There is an increasing number of new enterprises aiming to improve social and environmental welfare that are being established and built but they require more sources of funding to grow. Impact investing as a growing asset class or as a core investment belief to precede Strategic Asset Allocation (SAA) plays a pivotal role contributing to unlocking the power of private capital to address societal issues.


Pension funds on the other hand, typically have a long term orientation in providing for the future needs of their beneficiaries. This is based on their core function of securing welfare obligations of governments to secure decent quality of life to those citizens no longer in the active work force. Even though sustainable investment strategies are discussed more in the institutional investment sector, the ultimate question is whether current activities are enough, or what would be the ways to increase sustainable long term thinking in the strategic asset allocation decisions of pension funds and other institutional institutions, which are still quite far from looking at the SDGs at the core of their SAA strategy, mostly focusing on short term risk and return optimization.

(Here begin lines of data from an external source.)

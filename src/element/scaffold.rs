//! Page scaffold — document head, stylesheet and the client binding script.
//!
//! Presentation-only: contributes no telemetry and accepts no commands.
//! Registered first so its markup opens the page; every other element's
//! fragment follows in registry order.
//!
//! The script keeps one WebSocket to `/ws`:
//! - each inbound snapshot key updates the node with the same `id`, and
//!   re-syncs any toggle bound to that key;
//! - clicking a toggle records `toSend[name] = checked` and sends the
//!   accumulated object;
//! - a closed socket is reopened after 2 s.

use super::{Capability, Element};
use crate::error::ElementError;

/// Wire and binding name of the scaffold.
pub const SCAFFOLD_NAME: &str = "HTML";

const TEMPLATE: &str = r#"<!DOCTYPE html>
<html lang="en" data-bs-theme="dark">
<head>
    <meta charset="utf-8">
    <meta name="viewport" content="width=device-width, initial-scale=1">
    <title>__TITLE__</title>
    <link href="https://cdn.jsdelivr.net/npm/bootstrap@5.3.2/dist/css/bootstrap.min.css" rel="stylesheet" integrity="sha384-T3c6CoIi6uLrA9TneNEoa7RxnatzjcDSCmG1MXxSR1GAsXEV/Dwwykc2MPK8M2HN" crossorigin="anonymous">
</head>
<body>
<script src="https://cdn.jsdelivr.net/npm/bootstrap@5.3.2/dist/js/bootstrap.bundle.min.js" integrity="sha384-C6RzsynM9kWDrMNeT87bh95OGNyZPhcTNXj1NW7RuBCsyN/o0jlpcV8Qyq46cDfL" crossorigin="anonymous"></script>
<script>
    var websocket, toSend = {};
    window.addEventListener("load", onLoad);

    function sendData() {
        if (websocket && websocket.readyState === WebSocket.OPEN) {
            websocket.send(JSON.stringify(toSend));
        }
    }

    function onToggle(event) {
        toSend[event.target.dataset.element] = event.target.checked;
        sendData();
    }

    function onClose(event) { setTimeout(onLoad, 2000); }

    function onLoad() {
        document.querySelectorAll("[data-element]").forEach(function (el) {
            el.onclick = onToggle;
        });
        websocket = new WebSocket(`ws://${window.location.host}/ws`);
        websocket.onclose = onClose;
        websocket.onmessage = onMessage;
    }

    function onMessage(event) {
        let json = JSON.parse(event.data);
        for (let name in json) {
            let node = document.getElementById(name);
            if (node) node.innerText = json[name];
            let toggle = document.querySelector(`[data-element="${name}"]`);
            if (toggle) toggle.checked = json[name] >= 100;
        }
    }
</script>
"#;

pub struct PageScaffold {
    title: String,
}

impl PageScaffold {
    pub fn new(title: &str) -> Self {
        Self {
            title: title.to_owned(),
        }
    }
}

impl Element for PageScaffold {
    fn name(&self) -> &str {
        SCAFFOLD_NAME
    }

    fn capability(&self) -> Capability {
        Capability::PresentationOnly
    }

    fn read_value(&mut self) -> Result<f32, ElementError> {
        Err(ElementError::unsupported_read())
    }

    fn write_value(&mut self, _on: bool) -> Result<(), ElementError> {
        Err(ElementError::unsupported_write())
    }

    fn render(&self) -> String {
        // The scaffold's binding token is the document marker itself.
        TEMPLATE.replace("__TITLE__", &self.title).replace(
            "<html lang=\"en\"",
            &format!("<html id=\"{SCAFFOLD_NAME}\" lang=\"en\""),
        )
    }
}
//! Fuzz target: `CommandDispatcher::dispatch`
//!
//! The first byte picks the frame kind and FIN bit; the rest is the
//! payload.  The dispatcher must never panic, a rejected frame must leave
//! every reading unchanged, and an accepted one may only drive outputs.
//!
//! cargo fuzz run fuzz_command_dispatch

#![no_main]

use libfuzzer_sys::fuzz_target;
use sensornode::adapters::hardware::{AdcInput, GpioOutput};
use sensornode::dispatch::{CommandDispatcher, FrameKind, InboundFrame};
use sensornode::element::{AnalogSensor, PageScaffold, ToggleOutput};
use sensornode::registry::Registry;
use sensornode::sync::SyncEngine;

const KINDS: [FrameKind; 6] = [
    FrameKind::Text,
    FrameKind::Binary,
    FrameKind::Continuation,
    FrameKind::Ping,
    FrameKind::Pong,
    FrameKind::Close,
];

fn board() -> Registry {
    let mut reg = Registry::new();
    let _ = reg.register(Box::new(PageScaffold::new("fuzz")));
    let _ = reg.register(Box::new(ToggleOutput::new(32, GpioOutput::new(32))));
    let _ = reg.register(Box::new(ToggleOutput::new(33, GpioOutput::new(33))));
    let adc = AdcInput::new(6);
    adc.sim_handle().set(1234);
    let _ = reg.register(Box::new(AnalogSensor::new(34, 4095, adc)));
    reg
}

fuzz_target!(|data: &[u8]| {
    let Some((&head, payload)) = data.split_first() else {
        return;
    };
    let kind = KINDS[usize::from(head & 0x07) % KINDS.len()];
    let fin = head & 0x80 == 0;

    let Ok(frame) = InboundFrame::from_parts(kind, fin, payload) else {
        return;
    };

    let mut reg = board();
    let engine = SyncEngine::new();
    let before = engine.collect(&mut reg);

    let mut dispatcher = CommandDispatcher::new();
    let after = match dispatcher.dispatch(&frame, &mut reg) {
        Ok(outcome) => {
            assert!(outcome.applied.iter().all(|(name, _)| name.starts_with("led_")));
            engine.collect(&mut reg)
        }
        Err(_) => {
            let after = engine.collect(&mut reg);
            assert_eq!(after, before, "rejected frame changed state");
            after
        }
    };

    assert_eq!(after.get("photoresistor_34"), before.get("photoresistor_34"));
});
//! Hardware initialisation and the task watchdog.

pub mod hw_init;
pub mod watchdog;
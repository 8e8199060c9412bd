//! Adapters — concrete implementations of the hexagonal port traits.
//!
//! | Adapter    | Implements            | Connects to                  |
//! |------------|-----------------------|------------------------------|
//! | `hardware` | OutputPin, AnalogInput| ESP32 GPIO, ADC1             |
//! | `onewire`  | TemperatureBus        | DS18B20 over RMT 1-Wire      |
//! |            | OneWire               |                              |
//! | `http`     | SessionSink           | ESP-IDF httpd + WebSocket    |
//! | `log_sink` | EventSink             | Serial log output            |
//! | `nvs`      | ConfigPort            | NVS / in-memory store        |
//! |            | StoragePort           |                              |
//! | `time`     | —                     | ESP32 system timer           |
//! | `wifi`     | ConnectivityPort      | ESP-IDF WiFi STA             |

pub mod hardware;
pub mod http;
pub mod log_sink;
pub mod nvs;
pub mod onewire;
pub mod time;
pub mod wifi;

Based on the analysis of today's challenges of the modern economy and the need to secure long term sustainable growth and quality of life for the next generations, the main questions which arise, are the following: If the market bases its investment decisions and asset allocation on short term risk and return only, what is the impact on society at large? Are we creating a long-term sustainable economy, or are we investing in assets that compromise the social and environmental stability that is needed for a sustainable economy? Are we, by focusing on maximizing short term profits and minimizing risks, actually decreasing our own sustainability over the long-term?


Across the world, the appetite for impact investing is growing. Investors are eager to show that they are a force for good—that profit isn’t their only objective. Investors are no longer satisfied with compartmentalization either. They do not want to make money in one part of their life and do good in another. They want opportunities to make money while doing good. If the impact investing industry, in all its diversity, innovation and creativity, can respond to that basic demand from investors, then it can play its part in creating a world we will all want to live in.